The afternoon air was fresh as the sun filtered down through the bowers of the ponderous plane trees that dominated the gardens, their hand-size leaves rustling in the light breeze like rushing water. Pigeons sailed into the quiet close, skittering through the dappled light to land on the grass, where they strutted about in addled curiosity before finally settling into a meditative squat to warm themselves in the random puddles of sun.
Strand listened to the intermittent echoes of the voices of children playing behind the tall windows of St. Georges and to the occasional quick step of a solitary pedestrian taking a shortcut through the gardens. He liked the feel of the air on his face and the distant rumble of London traffic that was all but dampened into silence by the surrounding walls of brick and stone.
Bill Howard came into the gardens from the Mount Street entrance, walking through the opened wrought iron gates at a slow, deliberate pace. He stopped at the intersection of the main path and lighted a cigarette, the gesture giving him time to scan the benches along the pathways to find Strand. Without indicating that he had seen him, he turned onto the main footpath. He was wearing a suit that seemed particularly stylish for him, a double-breasted one of chocolate summer wool. He passed through several shafts of sunlight as he approached Strand’s bench. He sat down without saying a word.
They watched the pigeons in silence for a few moments and then Strand said, “Bill, I want to make a deal.”
“A deal.”
“That’s right.”
Howard shook his head slowly. “I don’t know, Harry, you may have gone too far. I don’t know if they want to deal anymore.”
Silence.
“I sent Mara away,” Strand said.
Howard just looked at him. He was trying to decide how to react.

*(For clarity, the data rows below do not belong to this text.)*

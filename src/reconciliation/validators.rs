//! Close-out validation rules
//!
//! The close dialog has gone through three rule sets over time. Each is a
//! [`CloseValidator`]; the configured [`ValidationMode`] picks one and callers
//! may inject their own.

use serde::{Deserialize, Serialize};

use crate::reconciliation::calculator::ReconciliationCalculator;
use crate::types::*;

/// Trait for implementing close-out validation rules
pub trait CloseValidator: Send + Sync {
    /// Validate a snapshot before it is submitted.
    ///
    /// `counts` is passed separately so rules can reject an empty count.
    fn validate_close(
        &self,
        calculator: &ReconciliationCalculator,
        counts: &DenominationCounts,
        snapshot: &ReconciliationSnapshot,
    ) -> ReconciliationResult<()>;

    /// Short name used in logs
    fn name(&self) -> &'static str;
}

/// Which built-in rule set to apply
#[derive(Debug, Clone, Copy, PartialEq, Eq, Hash, Default, Serialize, Deserialize)]
#[serde(rename_all = "snake_case")]
pub enum ValidationMode {
    /// Only require a non-empty count
    TotalOnly,
    /// Count plus a declared split that adds up to it
    Distribution,
    /// Count, split, and cash on hand backed by the count
    #[default]
    Breakdown,
}

impl ValidationMode {
    /// Build the validator for this mode
    pub fn validator(&self) -> Box<dyn CloseValidator> {
        match self {
            ValidationMode::TotalOnly => Box::new(TotalOnlyValidator),
            ValidationMode::Distribution => Box::new(DistributionValidator),
            ValidationMode::Breakdown => Box::new(BreakdownValidator),
        }
    }
}

fn require_counts(counts: &DenominationCounts) -> ReconciliationResult<()> {
    if counts.is_empty() {
        Err(ReconciliationError::NoCountsEntered)
    } else {
        Ok(())
    }
}

/// Accepts any non-empty count
pub struct TotalOnlyValidator;

impl CloseValidator for TotalOnlyValidator {
    fn validate_close(
        &self,
        _calculator: &ReconciliationCalculator,
        counts: &DenominationCounts,
        _snapshot: &ReconciliationSnapshot,
    ) -> ReconciliationResult<()> {
        require_counts(counts)
    }

    fn name(&self) -> &'static str {
        "total_only"
    }
}

/// Requires the declared split to match the counted total
pub struct DistributionValidator;

impl CloseValidator for DistributionValidator {
    fn validate_close(
        &self,
        calculator: &ReconciliationCalculator,
        counts: &DenominationCounts,
        snapshot: &ReconciliationSnapshot,
    ) -> ReconciliationResult<()> {
        require_counts(counts)?;
        calculator.validate_distribution(
            &snapshot.cash_on_hand,
            &snapshot.cash_stored,
            &snapshot.counted_total,
        )
    }

    fn name(&self) -> &'static str {
        "distribution"
    }
}

/// Distribution rules plus cash on hand backed by the denomination count
pub struct BreakdownValidator;

impl CloseValidator for BreakdownValidator {
    fn validate_close(
        &self,
        calculator: &ReconciliationCalculator,
        counts: &DenominationCounts,
        snapshot: &ReconciliationSnapshot,
    ) -> ReconciliationResult<()> {
        DistributionValidator.validate_close(calculator, counts, snapshot)?;
        calculator.validate_denomination_breakdown(&snapshot.counted_total, &snapshot.cash_on_hand)
    }

    fn name(&self) -> &'static str {
        "breakdown"
    }
}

“She told me everything,” Strand said.
Howard smoked, then, slowly, a sarcastic grin twisted his mouth, and he shook his head, looking away.
“She was pretty good,” Strand said.
“No, she wasn’t any good at all.” Howard looked around. “I knew damned well…”
“I know. She told me.”
Howard snorted. “It may be too late for her, too. I don’t think they’re going to-”
“I don’t want to make a deal with the FIS, Bill. I want to make a deal with Schrade.”
Howard managed to hide his surprise. He frowned and leaned back into the corner against the arm of the bench. Like Strand, he crossed one leg over the other and pulled once more on the cigarette.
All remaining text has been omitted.